Select columns corresponding to side dishes, minus “Other”.

Then, count number of people who selected each side.

side_dish_columns <- grep('Which of these side dishes aretypically served at your Thanksgiving dinner?',colnames(thanksgiving),value=TRUE)
side_dish_columns <- side_dish_columns[grep('Other',side_dish_columns,invert=TRUE)]
side_dish_frequency <- data.frame(Side = rep(NA,times=length(side_dish_columns)),
Frequency = rep(NA,times=length(side_dish_columns)))
for(i in 1:length(side_dish_columns))
{
side_name <- str_replace_all(side_dish_columns[i],
pattern='Which of these side dishes aretypically served at your Thanksgiving dinner\\? Please select all that apply\\. - ',
replace='')

side_dish_frequency[i,] <- c(side_name,length(which(thanksgiving[,side_dish_columns[i]] != "")))
}

side_dish_frequency$Frequency <- as.numeric(side_dish_frequency$Frequency)

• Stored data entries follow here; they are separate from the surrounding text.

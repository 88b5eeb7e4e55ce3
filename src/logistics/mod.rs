//! Core logistics primitives: pipe segments, the items travelling through them, and the storage
//! they deliver to.

pub mod access;
pub mod extraction;
pub mod inventory;
pub mod network;
pub mod routing;
pub mod segment;
pub mod snapshot;
pub mod stack;
pub mod tier;
pub mod topology;
pub mod travelling_item;

#[cfg(test)]
mod tests;

// Re-export the main types for easier access
pub use access::{BlockAccess, TransferTarget};
pub use extraction::Extractor;
pub use inventory::{Inventory, ItemStorage, SideAccess};
pub use network::PipeNetwork;
pub use routing::{Candidates, select_direction};
pub use segment::{ItemDrop, PipeSegment, Role, SegmentInlet, ToggleOutcome};
pub use snapshot::{
    ExtractionSnapshot, ItemSnapshot, NoSync, SegmentSnapshot, SyncMessage, SyncSink,
};
pub use stack::Stack;
pub use tier::{PipeTier, TierSpec};
pub use topology::{ConnectionTopology, edge_open};
pub use travelling_item::{MIDPOINT, TravellingItem};
use tracing::trace;

use crate::logistics::{BlockAccess, Stack, TransferTarget};
use crate::types::{BlockPos, Face, FaceSet};

/**
 * Pull schedule of an extraction (puller) segment. Every `interval` ticks the segment scans its
 * connected storage neighbors in face order and pulls from the first non-empty slot it finds.
 * Exactly one slot of one neighbor is drained per cycle, capped by the tier's extraction amount.
 */
#[derive(Debug, Clone, Copy, PartialEq, Eq)]
pub struct Extractor {
    interval: u32,
    ticks_since_pull: u32,
}

impl Extractor {
    pub fn new(interval: u32) -> Self {
        debug_assert!(interval > 0, "extraction interval must be non-zero");
        Self {
            interval,
            ticks_since_pull: 0,
        }
    }

    /// Restores a schedule mid-cycle.
    pub fn resume(interval: u32, ticks_since_pull: u32) -> Self {
        Self {
            interval: interval.max(1),
            ticks_since_pull: ticks_since_pull.min(interval),
        }
    }

    pub fn interval(&self) -> u32 {
        self.interval
    }

    pub fn ticks_since_pull(&self) -> u32 {
        self.ticks_since_pull
    }

    /// Counts one tick and reports whether a pull is due this tick.
    pub(crate) fn tick(&mut self) -> bool {
        self.ticks_since_pull += 1;
        if self.ticks_since_pull < self.interval {
            return false;
        }
        self.ticks_since_pull = 0;
        true
    }

    /// Removes up to `cap` items from the first non-empty slot of the first storage neighbor
    /// among `connections` that holds anything. Returns the stack together with the face it was
    /// pulled through, or `None` if that slot refuses extraction.
    pub(crate) fn pull(
        pos: BlockPos,
        connections: FaceSet,
        cap: u16,
        world: &mut dyn BlockAccess,
    ) -> Option<(Stack, Face)> {
        for face in connections.iter() {
            let Some(TransferTarget::Inventory(storage)) = world.target(pos.offset(face)) else {
                continue;
            };

            let facing = face.opposite();
            let Some(side) = [Some(facing), None]
                .into_iter()
                .find(|side| storage.exposes(*side))
            else {
                continue;
            };

            let Some(slot) = (0..storage.slot_count())
                .find(|slot| storage.stack_in_slot(*slot).is_some_and(|stack| !stack.is_empty()))
            else {
                continue;
            };

            // only the first non-empty slot of the first stocked neighbor is tried
            let stack = storage
                .extract(slot, cap, side, false)
                .filter(|stack| !stack.is_empty());
            match &stack {
                Some(stack) => {
                    trace!("puller {} took {:?} from slot {} via {:?}", pos, stack, slot, face)
                }
                None => trace!("puller {} found slot {} via {:?} locked", pos, slot, face),
            }
            return stack.map(|stack| (stack, face));
        }

        None
    }
}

Make a barplot of the frequency of different sides, minus “Other”.

ggplot(side_dish_frequency,aes(Side,Frequency)) + 
geom_bar(stat="identity") + 
theme(axis.text.x = element_text(angle = 90, hjust = 1))

Now use scale_fill_manual to color each bar by a color appropriate to the food.

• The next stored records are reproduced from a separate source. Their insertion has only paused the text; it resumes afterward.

use serde::{Deserialize, Serialize};

use crate::types::ItemType;

/// Represents a stack of homogeneous items travelling through pipes or resting in storage.
#[derive(Debug, Clone, PartialEq, Eq, Serialize, Deserialize)]
pub struct Stack {
    /// Item identifier representing the type in this stack.
    pub item_type: ItemType,
    /// How many items are contained in this stack.
    pub item_count: u16,
}

impl Stack {
    /// Creates a new stack for the given item type with the provided quantity.
    pub fn new(item_type: ItemType, item_count: u16) -> Self {
        Self {
            item_type,
            item_count,
        }
    }

    /// Returns `true` if the stack holds no items.
    pub fn is_empty(&self) -> bool {
        self.item_count == 0
    }

    /// Returns `true` if `other` holds the same item type and could merge into this stack.
    pub fn can_merge(&self, other: &Stack) -> bool {
        self.item_type == other.item_type
    }

    /// Splits `count` items off this stack into a new stack, shrinking the original in place.
    /// Returns `None` when `count` is not strictly smaller than the current stack size.
    pub fn split(&mut self, count: u16) -> Option<Stack> {
        if count >= self.item_count {
            return None;
        }

        self.item_count -= count;
        Some(Stack {
            item_type: self.item_type,
            item_count: count,
        })
    }
}

#[cfg(test)]
mod tests {
    use super::*;

    #[test]
    fn split_leaves_remainder_in_place() {
        let mut stack = Stack::new(4, 10);
        let taken = stack.split(3).expect("split smaller than stack");
        assert_eq!(taken, Stack::new(4, 3));
        assert_eq!(stack, Stack::new(4, 7));

        assert!(stack.split(7).is_none());
        assert_eq!(stack.item_count, 7);
    }
}
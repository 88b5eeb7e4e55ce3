use crate::logistics::Stack;
use crate::types::Face;

/// Progress at which an item commits to an output direction.
pub const MIDPOINT: f32 = 0.5;

/**
 * A stack in transit through one pipe segment. Progress runs from 0 (just entered) to 1 (at the
 * exit face). The item keeps the face it came in through so routing never sends it straight back,
 * and picks its output once it passes the midpoint of the block.
 */
#[derive(Debug, Clone, PartialEq)]
pub struct TravellingItem {
    pub stack: Stack,
    pub progress: f32,
    // face the item entered this hop through, `None` when injected from outside the network
    pub source: Option<Face>,
    // output face for this hop, chosen at the midpoint
    pub direction: Option<Face>,
    pub ticks_in_pipe: u32,
    // carried for remote delivery variants, never read by routing
    pub teleported: bool,
    // held at the exit waiting for any route to open
    pub parked: bool,
}

impl TravellingItem {
    /// Creates a freshly entered item with no chosen direction.
    pub fn new(stack: Stack, source: Option<Face>) -> Self {
        debug_assert!(!stack.is_empty(), "travelling items must carry items");
        Self {
            stack,
            progress: 0.0,
            source,
            direction: None,
            ticks_in_pipe: 0,
            teleported: false,
            parked: false,
        }
    }

    /// Moves the item one tick along the segment. `speed` is ticks per block, so lower is faster.
    /// Returns `true` once the item has reached the exit face.
    pub fn advance(&mut self, speed: u32) -> bool {
        debug_assert!(speed > 0, "speed must be non-zero");
        self.progress += 1.0 / speed as f32;
        self.reached_end()
    }

    pub fn reached_end(&self) -> bool {
        self.progress >= 1.0
    }

    pub fn past_midpoint(&self) -> bool {
        self.progress >= MIDPOINT
    }

    /// Starts a new traversal of the current segment after a failed exit, heading for `direction`.
    pub(crate) fn restart_hop(&mut self, source: Option<Face>, direction: Option<Face>) {
        self.progress = 0.0;
        self.source = source;
        self.direction = direction;
        self.parked = false;
    }

    /// Holds the item at the start of the segment until a route opens up.
    pub(crate) fn park(&mut self, direction: Option<Face>) {
        self.progress = 0.0;
        self.direction = direction;
        self.parked = true;
    }
}
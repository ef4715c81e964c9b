use std::sync::Mutex;

use chrono::{DateTime, Duration, Utc};

/// Source of "now" for every active/historical evaluation.
pub trait Clock: Send + Sync {
    fn now(&self) -> DateTime<Utc>;
}

#[derive(Debug, Default, Clone, Copy)]
pub struct SystemClock;

impl Clock for SystemClock {
    fn now(&self) -> DateTime<Utc> {
        Utc::now()
    }
}

/// Manually driven clock for tests.
#[derive(Debug)]
pub struct FixedClock {
    now: Mutex<DateTime<Utc>>,
}

impl FixedClock {
    pub fn new(now: DateTime<Utc>) -> Self {
        Self {
            now: Mutex::new(now),
        }
    }

    pub fn set(&self, now: DateTime<Utc>) {
        let mut guard = self.now.lock().unwrap_or_else(|poisoned| poisoned.into_inner());
        *guard = now;
    }

    pub fn advance(&self, by: Duration) {
        let mut guard = self.now.lock().unwrap_or_else(|poisoned| poisoned.into_inner());
        *guard += by;
    }
}

impl Clock for FixedClock {
    fn now(&self) -> DateTime<Utc> {
        *self.now.lock().unwrap_or_else(|poisoned| poisoned.into_inner())
    }
}
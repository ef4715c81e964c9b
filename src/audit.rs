use async_trait::async_trait;
use thiserror::Error;
use tokio::sync::broadcast;
use tracing::info;

use crate::models::audit::AuditEvent;

#[derive(Debug, Error)]
pub enum AuditError {
    #[error("audit sink rejected event: {0}")]
    Rejected(String),
}

/// Best-effort audit log. Failures never undo the mutation being audited.
#[async_trait]
pub trait AuditSink: Send + Sync {
    async fn record(&self, event: AuditEvent) -> Result<(), AuditError>;
}

/// Logs every event and fans it out to live subscribers (the `/ws` stream).
pub struct BroadcastAuditSink {
    tx: broadcast::Sender<AuditEvent>,
}

impl BroadcastAuditSink {
    pub fn new(tx: broadcast::Sender<AuditEvent>) -> Self {
        Self { tx }
    }
}

#[async_trait]
impl AuditSink for BroadcastAuditSink {
    async fn record(&self, event: AuditEvent) -> Result<(), AuditError> {
        info!(
            actor_id = %event.actor_id,
            group_id = %event.group_id,
            action = ?event.action,
            entity_id = %event.entity_id,
            "audit event"
        );

        // No subscribers is not a failure.
        let _ = self.tx.send(event);
        Ok(())
    }
}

Use colors here as a guide: http://www.stat.columbia.edu/~tzheng/files/Rcolor.pdf

Put in colors based on order sides appear in side_dish_frequency.

Let’s color fruit salad as red, since may have watermelon, strawberry, etc.

ggplot(side_dish_frequency,aes(Side,Frequency,fill=Side)) + 
geom_bar(stat="identity") + 
theme(axis.text.x = element_text(angle = 90, hjust = 1)) +
scale_fill_manual(values = c("darkgreen","darkorange","floralwhite","gold","gold","firebrick1","darkgreen","gold","floralwhite","floralwhite","darkorange","darkgreen","darkorange"))

Sort by frequency, then adjust the order of the color vector accordingly.

color_per_side <- c("darkgreen","darkorange","floralwhite","gold","gold","firebrick1","darkgreen","gold","floralwhite","floralwhite","darkorange","darkgreen","darkorange")
color_per_side <- color_per_side[order(side_dish_frequency$Frequency)]

side_dish_frequency$Side <- factor(side_dish_frequency$Side,
levels=side_dish_frequency$Side[order(side_dish_frequency$Frequency)])

ggplot(side_dish_frequency,
aes(Side,Frequency,fill=Side)) + 
geom_bar(stat="identity") + 
theme(axis.text.x = element_text(angle = 90, hjust = 1)) +
scale_fill_manual(values = color_per_side)

We find that the two most popular Thanksgiving sides are both white.

What if we use shape_colour_manual instead, and specify color by side instead of fill by side?

ggplot(side_dish_frequency,
aes(Side,Frequency,colour=Side)) +
geom_bar(stat="identity",fill="lightgrey") + 
theme(axis.text.x = element_text(angle = 90, hjust = 1)) +
scale_colour_manual(values = color_per_side)

Now the color of the border of the bars will change based on the colors we have specified.

Using “colour” instead of “fill” probably isn’t what we want for a barplot. But it might be useful for other types of plots (like scatterplots with a hollow dot for the points).